City Council approves $1M for vaccines, debates blame
Memphis City Council members approved $1 million in funding Tuesday, March 2, for the city’s takeover of countywide vaccination efforts.
And the council split on how critical to be of Shelby County government for its handling of the effort.
The money comes from the council’s emergency fund and follows the state’s decision last week to take control of COVID-19 vaccine distribution away from the county and put the city in charge.
Tennessee Gov. Bill Lee referred to it as a “severe intervention” after the state outlined weeks of irregularities and problems.
Memphis Mayor Jim Strickland said the city is paying for the ramp-up on short notice with city and federal CARES Act funds that are to be reimbursed by the state or federal government. He estimated each of the six public vaccination sites costs $100,000 a month to operate.
City chief operating officer Doug McGowen said his goal is to first work through a back supply of vaccine doses and begin dispensing doses of various vaccines as they arrive starting the week of March 15.
The council funding vote was 12-0, with council member Rhonda Logan absent at the time of the vote.
As McGowen laid out what taking over the vaccination process entails, council members debated what that takeover means in the balance between city and county governments.
Council member Chase Carlisle didn’t want county government to have any role in the vaccine distribution, at least until state and federal investigations of the county’s problems with distribution are completed.
When he put that wording in a resolution calling for expedited state and federal investigations, it touched off a debate among council members.
“It implies they are not going to do the job they are required to do,” said council member Martavius Jones of the wording that specifically blamed the Shelby County Commission and Shelby County Mayor Lee Harris along with health officials.
Wording included a reference to Harris supporting the “failed leadership” of Health Department director Alisa Haushalter, who announced her resignation last week as the controversy raged.
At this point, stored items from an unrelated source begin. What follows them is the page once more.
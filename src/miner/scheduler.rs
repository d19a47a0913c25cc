// src/miner/scheduler.rs
//! Mining job scheduler implementation
//!
//! Drives an [`RxEngine`] from a stream of jobs. Each job runs as an epoch:
//! one scoped worker thread per VM slot, all searching the same blob with
//! nonces from the shared sequencer. A new job, a closed job channel or a
//! failed worker ends the epoch; every worker is joined before the engine is
//! touched again, so reseeding never races a search.

use crate::miner::algorithm::RandomXBackend;
use crate::miner::dataset::InitStatus;
use crate::miner::engine::RxEngine;
use crate::miner::stop::StopFlag;
use crate::miner::worker::Worker;
use crate::stats::StatsReporter;
use crate::types::{Job, Share};
use crate::utils::error::MinerError;
use crossbeam_channel::{Receiver, Sender};

/// Coordinates jobs across worker threads
pub struct Scheduler<B: RandomXBackend> {
    engine: RxEngine<B>,
    /// Threads used when rebuilding the dataset
    init_threads: usize,
    /// Channel for sending found shares
    share_sender: Sender<Share>,
    stats: StatsReporter,
}

/// Signals the scheduler when a worker thread exits, including by panic
struct ExitSignal(Sender<()>);

impl Drop for ExitSignal {
    fn drop(&mut self) {
        let _ = self.0.send(());
    }
}

impl<B: RandomXBackend> Scheduler<B> {
    /// Creates a new Scheduler instance
    ///
    /// # Arguments
    /// * `engine` - Engine to search with
    /// * `init_threads` - Threads used for dataset rebuilds
    /// * `share_sender` - Channel for sending found shares
    /// * `stats` - Counters shared with the workers
    pub fn new(
        engine: RxEngine<B>,
        init_threads: usize,
        share_sender: Sender<Share>,
        stats: StatsReporter,
    ) -> Self {
        Scheduler {
            engine,
            init_threads: init_threads.max(1),
            share_sender,
            stats,
        }
    }

    /// The engine, for inspection between runs
    pub fn engine(&self) -> &RxEngine<B> {
        &self.engine
    }

    /// Creates `threads` VMs and logs the large-page status
    ///
    /// # Errors
    /// Allocation errors from [`RxEngine::initialize`].
    pub fn initialize(&mut self, threads: usize) -> Result<InitStatus, MinerError> {
        let status = self.engine.initialize(threads)?;
        if status == InitStatus::NoLargePages {
            log::warn!("Large pages unavailable, hashrate will be lower");
        }
        Ok(status)
    }

    /// Mines jobs from `jobs` until the channel is closed
    ///
    /// # Returns
    /// The number of jobs mined.
    ///
    /// # Errors
    /// * `MinerError::NotInitialized` - [`initialize`](Self::initialize) was not called
    /// * `MinerError::AllocationError` - a reseed could not allocate its cache
    /// * `MinerError::TaskError` - a worker panicked
    /// * Any error a worker returned, e.g. `MinerError::ChannelError`
    pub fn run(&mut self, jobs: &Receiver<Job>) -> Result<u64, MinerError> {
        if self.engine.pool_size() == 0 {
            return Err(MinerError::NotInitialized(
                "Scheduler started before initialize".into(),
            ));
        }

        let mut mined = 0;
        let mut next = jobs.recv().ok();
        while let Some(job) = next.take() {
            self.prepare(&job)?;
            log::info!(
                "New job {} (difficulty {}, {} workers)",
                job.job_id,
                job.difficulty,
                self.engine.pool_size()
            );
            next = self.run_epoch(&job, jobs)?;
            mined += 1;
        }

        log::info!("Job channel closed after {} jobs", mined);
        Ok(mined)
    }

    /// Reseeds when the job's seed differs from the current one
    fn prepare(&mut self, job: &Job) -> Result<(), MinerError> {
        if self.engine.seed_bytes() == Some(job.seed_hash.as_slice()) {
            return Ok(());
        }
        self.engine.seed(&job.seed_hash, self.init_threads)?;
        self.stats.reset_recent();
        Ok(())
    }

    /// Searches `job` on every slot until the next job arrives
    ///
    /// Returns the job that ended the epoch, or `None` when the channel closed.
    fn run_epoch(&mut self, job: &Job, jobs: &Receiver<Job>) -> Result<Option<Job>, MinerError> {
        let stop = StopFlag::new();
        let (exit_tx, exit_rx) = crossbeam_channel::unbounded();
        let slots = self.engine.search_slots()?;
        let share_sender = &self.share_sender;
        let stats = &self.stats;

        std::thread::scope(|scope| {
            let handles: Vec<_> = slots
                .into_iter()
                .map(|slot| {
                    let worker = Worker::new(slot, job, &stop, share_sender.clone(), stats.clone());
                    let exit = ExitSignal(exit_tx.clone());
                    scope.spawn(move || {
                        let _exit = exit;
                        worker.run()
                    })
                })
                .collect();

            let next = crossbeam_channel::select! {
                recv(jobs) -> next => next.ok(),
                recv(exit_rx) -> _ => None,
            };
            stop.raise();

            let mut result = Ok(());
            for handle in handles {
                let outcome = match handle.join() {
                    Ok(outcome) => outcome.map(|_| ()),
                    Err(_) => Err(MinerError::TaskError("Worker thread panicked".into())),
                };
                if let Err(e) = outcome {
                    log::error!("Worker failed on job {}: {}", job.job_id, e);
                    if result.is_ok() {
                        result = Err(e);
                    }
                }
            }
            result.map(|()| next)
        })
    }
}

#[cfg(test)]
mod tests {
    use super::*;
    use crate::miner::algorithm::mock::MockBackend;
    use std::time::Duration;

    fn job(id: &str, seed: &[u8], difficulty: u64) -> Job {
        Job {
            job_id: id.into(),
            blob: vec![7u8; 76],
            difficulty,
            seed_hash: seed.to_vec(),
        }
    }

    fn scheduler(threads: usize) -> (Scheduler<MockBackend>, Receiver<Share>) {
        let (tx, rx) = crossbeam_channel::unbounded();
        let engine = RxEngine::new(MockBackend::new().with_items(256));
        let mut scheduler = Scheduler::new(engine, 2, tx, StatsReporter::new(Duration::from_secs(60)));
        scheduler.initialize(threads).unwrap();
        (scheduler, rx)
    }

    #[test]
    fn requires_initialize() {
        let (tx, _rx) = crossbeam_channel::unbounded();
        let engine = RxEngine::new(MockBackend::new().with_items(64));
        let mut scheduler = Scheduler::new(engine, 1, tx, StatsReporter::new(Duration::from_secs(60)));
        let (_jobs_tx, jobs_rx) = crossbeam_channel::unbounded::<Job>();
        assert!(matches!(scheduler.run(&jobs_rx), Err(MinerError::NotInitialized(_))));
    }

    #[test]
    fn mines_until_channel_closes() {
        let (mut scheduler, shares) = scheduler(2);
        let (jobs_tx, jobs_rx) = crossbeam_channel::unbounded();

        let mined = std::thread::scope(|s| {
            let handle = s.spawn(|| scheduler.run(&jobs_rx));

            jobs_tx.send(job("a", b"seed-1", 1)).unwrap();
            let first = shares.recv_timeout(Duration::from_secs(10)).unwrap();
            assert_eq!(first.job_id, "a");

            jobs_tx.send(job("b", b"seed-2", 1)).unwrap();
            // Shares of the first job may still be queued ahead of the switch.
            loop {
                let share = shares
                    .recv_timeout(Duration::from_secs(10))
                    .expect("no share for the second job");
                if share.job_id == "b" {
                    break;
                }
            }

            drop(jobs_tx);
            handle.join().unwrap().unwrap()
        });

        assert_eq!(mined, 2);
        assert_eq!(scheduler.engine().seed_bytes(), Some(&b"seed-2"[..]));
    }

    #[test]
    fn same_seed_is_not_rebuilt() {
        let (mut scheduler, shares) = scheduler(2);
        let (jobs_tx, jobs_rx) = crossbeam_channel::unbounded();

        let mined = std::thread::scope(|s| {
            let handle = s.spawn(|| scheduler.run(&jobs_rx));

            for (id, seed) in [("a", &b"seed-1"[..]), ("b", b"seed-1"), ("c", b"seed-2")] {
                jobs_tx.send(job(id, seed, 1)).unwrap();
                loop {
                    let share = shares
                        .recv_timeout(Duration::from_secs(10))
                        .expect("no share for the current job");
                    if share.job_id == id {
                        break;
                    }
                }
            }

            drop(jobs_tx);
            handle.join().unwrap().unwrap()
        });

        assert_eq!(mined, 3);
        // "b" reuses the dataset built for "a"; only "c" triggers a rebuild.
        assert_eq!(scheduler.engine().backend().cache_inits(), 2);
    }

    #[test]
    fn closed_share_channel_fails_the_run() {
        let (mut scheduler, shares) = scheduler(1);
        drop(shares);
        let (jobs_tx, jobs_rx) = crossbeam_channel::unbounded();
        jobs_tx.send(job("a", b"seed", 1)).unwrap();

        // The worker fails on its first share and the epoch ends without a new job.
        let err = scheduler.run(&jobs_rx);
        assert!(matches!(err, Err(MinerError::ChannelError(_))));
    }
}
There was also a line in the resolution saying the “health and safety of our community requires immediate action.”
“The reason for that is not to step on toes, but so that we know exactly what happened,” Carlisle said of the resolution’s wording. “And that we don’t make the same mistakes. I don’t care about supporting the commission.”
“It’s a little heavy-handed due to the fact that we don’t have all of the facts,” council member Cheyenne Johnson said.
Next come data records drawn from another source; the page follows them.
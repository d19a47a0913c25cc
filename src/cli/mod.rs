// src/cli/mod.rs
//! Command-line interface
//!
//! clap definitions for the `mine`, `benchmark` and `config` subcommands.

/// Argument structs for every subcommand
pub mod commands;

pub use commands::{Action, BenchmarkOptions, Commands, ConfigOptions, MineOptions};
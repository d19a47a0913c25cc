// src/miner/worker.rs
//! Worker thread implementation
//!
//! A worker owns one VM slot for the duration of a job. It keeps calling the
//! search loop, reporting every share it finds, until the scheduler raises the
//! stop flag.

use crate::miner::algorithm::RandomXBackend;
use crate::miner::engine::SearchSlot;
use crate::miner::search::SearchOutcome;
use crate::miner::stop::StopFlag;
use crate::stats::StatsReporter;
use crate::types::{Job, Share};
use crate::utils::error::MinerError;
use crossbeam_channel::Sender;

/// Searches one job on one VM slot
pub struct Worker<'a, B: RandomXBackend> {
    /// The VM lent out of the engine's pool
    slot: SearchSlot<'a, B>,
    /// Job being searched
    job: &'a Job,
    /// Raised by the scheduler when the job is replaced
    stop: &'a StopFlag,
    /// Channel for sending found shares; `None` only counts them
    share_sender: Option<Sender<Share>>,
    /// Shared hash and share counters
    stats: StatsReporter,
}

impl<'a, B: RandomXBackend> Worker<'a, B> {
    /// Creates a new Worker instance
    ///
    /// # Arguments
    /// * `slot` - The VM to search with
    /// * `job` - Blob, difficulty and id of the job
    /// * `stop` - Flag that ends the search
    /// * `share_sender` - Channel for sending found shares
    /// * `stats` - Counters to tally hashes and shares into
    pub fn new(
        slot: SearchSlot<'a, B>,
        job: &'a Job,
        stop: &'a StopFlag,
        share_sender: Sender<Share>,
        stats: StatsReporter,
    ) -> Self {
        Worker {
            slot,
            job,
            stop,
            share_sender: Some(share_sender),
            stats,
        }
    }

    /// Creates a Worker that tallies shares into `stats` and discards them
    pub fn counting_only(slot: SearchSlot<'a, B>, job: &'a Job, stop: &'a StopFlag, stats: StatsReporter) -> Self {
        Worker {
            slot,
            job,
            stop,
            share_sender: None,
            stats,
        }
    }

    /// Searches until the stop flag is raised
    ///
    /// # Returns
    /// The number of shares found.
    ///
    /// # Errors
    /// Input errors from the search loop, and `MinerError::ChannelError` if
    /// the share receiver has gone away.
    pub fn run(mut self) -> Result<u64, MinerError> {
        let mut found = 0;
        loop {
            match self
                .slot
                .hash_until(&self.job.blob, self.job.difficulty, self.stop)?
            {
                SearchOutcome::Found {
                    hashes,
                    nonce,
                    hash,
                } => {
                    self.stats.tally_hashes(hashes);
                    self.stats.record_share(self.job.difficulty);
                    found += 1;
                    log::info!(
                        "Share found for job {} on slot {}: nonce {:08x}",
                        self.job.job_id,
                        self.slot.slot(),
                        nonce
                    );
                    if let Some(sender) = &self.share_sender {
                        sender.send(Share {
                            job_id: self.job.job_id.clone(),
                            nonce,
                            hash,
                            difficulty: self.job.difficulty,
                        })?;
                    }
                    if self.stop.is_raised() {
                        return Ok(found);
                    }
                }
                SearchOutcome::Stopped { hashes } => {
                    self.stats.tally_hashes(hashes);
                    log::debug!(
                        "Slot {} stopped on job {} ({} shares)",
                        self.slot.slot(),
                        self.job.job_id,
                        found
                    );
                    return Ok(found);
                }
            }
        }
    }
}
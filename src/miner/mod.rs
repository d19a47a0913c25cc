// src/miner/mod.rs
//! Core mining functionality
//!
//! This module contains all components related to the search:
//! - Hashing backends and the interface they implement
//! - Dataset and VM pool lifecycle
//! - The pipelined search loop and its supporting pieces (nonces, difficulty,
//!   stop flag, FP environment)
//! - Job scheduling and worker threads

/// Hashing VM backends
///
/// Contains the [`RandomXBackend`] trait and its implementations:
/// - a deterministic mock for tests and benchmarks of the engine itself
/// - RandomX via `rust-randomx` (feature `rust-randomx`)
pub mod algorithm;

/// Dataset allocation and (re)seeding
pub mod dataset;

/// Fixed-size pool of VMs bound to the dataset
pub mod pool;

/// Process-wide nonce sequencer
pub mod nonce;

/// Hash-against-difficulty check and stratum target conversion
pub mod difficulty;

/// Cancellation flag polled by the search loop
pub mod stop;

/// Floating-point environment capture and restore
pub mod fpenv;

/// Pipelined search loop
pub mod search;

/// The engine tying dataset, pool and sequencer together
pub mod engine;

/// Mining job scheduler
///
/// Runs jobs as epochs of scoped worker threads, reseeding the dataset
/// between epochs when the seed changes.
pub mod scheduler;

/// Worker thread implementation
///
/// Contains the per-slot loop that runs searches and submits shares.
pub mod worker;

// Re-export main components for cleaner imports
pub use self::algorithm::{Hash, RandomXBackend, RxFlags};
pub use self::dataset::InitStatus;
pub use self::engine::{RxEngine, SearchSlot};
pub use self::nonce::NonceSequencer;
pub use self::scheduler::Scheduler;
pub use self::search::SearchOutcome;
pub use self::stop::StopFlag;
pub use self::worker::Worker;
Council member Worth Morgan thought Carlisle’s original wording “wasn’t heavy-handed enough.”
“In our critical hour, Shelby County government failed to deliver on a critical responsibility of theirs. And I lay a majority of the blame at the feet of Mayor Harris and his administration,” Morgan said.
Council member Jeff Warren said the original wording was “trying to put our colleagues in a bad light.”
“This has been a very difficult process to roll out. I think we have seen there have been mistakes made,” Warren said. “Right now we are seeing how hard it is as our city government takes this over.”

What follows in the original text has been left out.